◆ PROBLEM DETAILS: If a line in the data below includes the string "PathBuf", please return a copy of it.

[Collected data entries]
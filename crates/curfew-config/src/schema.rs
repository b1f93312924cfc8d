//! Raw configuration schema (as parsed from TOML)

use serde::{Deserialize, Serialize};
use std::path::PathBuf;

/// Raw configuration as parsed from TOML
#[derive(Debug, Clone, Deserialize, Serialize)]
pub struct RawConfig {
    /// Config schema version
    pub config_version: u32,

    /// Global daemon settings
    #[serde(default)]
    pub daemon: RawDaemonConfig,

    /// Who is being watched and how
    pub target: RawTarget,

    /// Baseline limits and enforcement scope
    #[serde(default)]
    pub limits: RawLimits,

    /// Adaptive budget tuning
    #[serde(default)]
    pub budget: RawBudget,

    /// Screen lock mechanism and cooldown
    #[serde(default)]
    pub lock: RawLock,

    /// Auxiliary soft-tighten trigger
    #[serde(default)]
    pub trigger: RawTrigger,

    /// Notification delivery
    #[serde(default)]
    pub notify: RawNotify,
}

impl RawConfig {
    /// Smallest valid config: a target user and defaults for everything else
    pub fn for_user(user: impl Into<String>) -> Self {
        Self {
            config_version: crate::CURRENT_CONFIG_VERSION,
            daemon: RawDaemonConfig::default(),
            target: RawTarget {
                user: user.into(),
                probe: None,
            },
            limits: RawLimits::default(),
            budget: RawBudget::default(),
            lock: RawLock::default(),
            trigger: RawTrigger::default(),
            notify: RawNotify::default(),
        }
    }
}

/// Daemon-level settings
#[derive(Debug, Clone, Default, Deserialize, Serialize)]
pub struct RawDaemonConfig {
    /// Data directory for the audit store
    pub data_dir: Option<PathBuf>,

    /// Polling interval in seconds (1-30)
    pub tick_interval_seconds: Option<u64>,

    /// Refuse to start unless running as root
    pub require_root: Option<bool>,

    /// Record enforcement actions in the audit store
    pub audit: Option<bool>,
}

/// Target user and activity probe
#[derive(Debug, Clone, Deserialize, Serialize)]
pub struct RawTarget {
    /// Login name to enforce
    pub user: String,

    /// Probe strategy (defaults to console ownership)
    #[serde(default)]
    pub probe: Option<RawProbe>,
}

/// Activity probe strategy
#[derive(Debug, Clone, Deserialize, Serialize)]
#[serde(tag = "type", rename_all = "snake_case")]
pub enum RawProbe {
    /// The user owns the console device
    Console,
    /// logind reports an active session for the user
    Loginctl,
    /// The user runs at least one of the named processes
    Process { names: Vec<String> },
}

/// Limits
#[derive(Debug, Clone, Default, Deserialize, Serialize)]
pub struct RawLimits {
    /// "session", "daily" or "both"
    pub enforce: Option<String>,

    /// Baseline continuous-session limit in seconds
    pub session_seconds: Option<u64>,

    /// Baseline daily limit in seconds
    pub daily_seconds: Option<u64>,

    /// Start today's total at this value instead of zero
    pub initial_daily_seconds: Option<u64>,
}

/// Adaptive budget tuning
#[derive(Debug, Clone, Default, Deserialize, Serialize)]
pub struct RawBudget {
    /// Multiplier applied to the baseline by the auxiliary trigger
    pub soft_factor: Option<f64>,

    /// Multiplier applied to the baseline after a lock
    pub hard_factor: Option<f64>,

    /// Lowest limit a tighten may produce, in seconds
    pub floor_seconds: Option<u64>,

    /// Wait before each relaxation step, in seconds
    pub relaxation_seconds: Option<u64>,

    /// Multiplier applied to the limit on each relaxation step
    pub growth_rate: Option<f64>,
}

/// Lock settings
#[derive(Debug, Clone, Default, Deserialize, Serialize)]
pub struct RawLock {
    /// Minimum seconds between two lock actions
    pub cooldown_seconds: Option<u64>,

    /// "suppress_relock" or "always_relock"
    pub cooldown_mode: Option<String>,

    /// Primary lock command argv
    pub primary: Option<Vec<String>>,

    /// Fallback lock command argv
    pub fallback: Option<Vec<String>>,
}

/// Auxiliary trigger
#[derive(Debug, Clone, Default, Deserialize, Serialize)]
pub struct RawTrigger {
    /// Process names whose presence tightens the budget
    #[serde(default)]
    pub processes: Vec<String>,
}

/// Notification settings
#[derive(Debug, Clone, Default, Deserialize, Serialize)]
pub struct RawNotify {
    /// Minimum seconds between two notifications
    pub interval_seconds: Option<u64>,

    /// HTTP endpoint receiving `{"text": ...}` posts
    pub webhook_url: Option<String>,

    /// Command argv; the message is appended as the last argument
    pub command: Option<Vec<String>>,

    /// Also send periodic status messages while the user is active
    pub status_updates: Option<bool>,
}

◆ ANSWER BELOW:
use std::path::PathBuf;
    pub data_dir: Option<PathBuf>,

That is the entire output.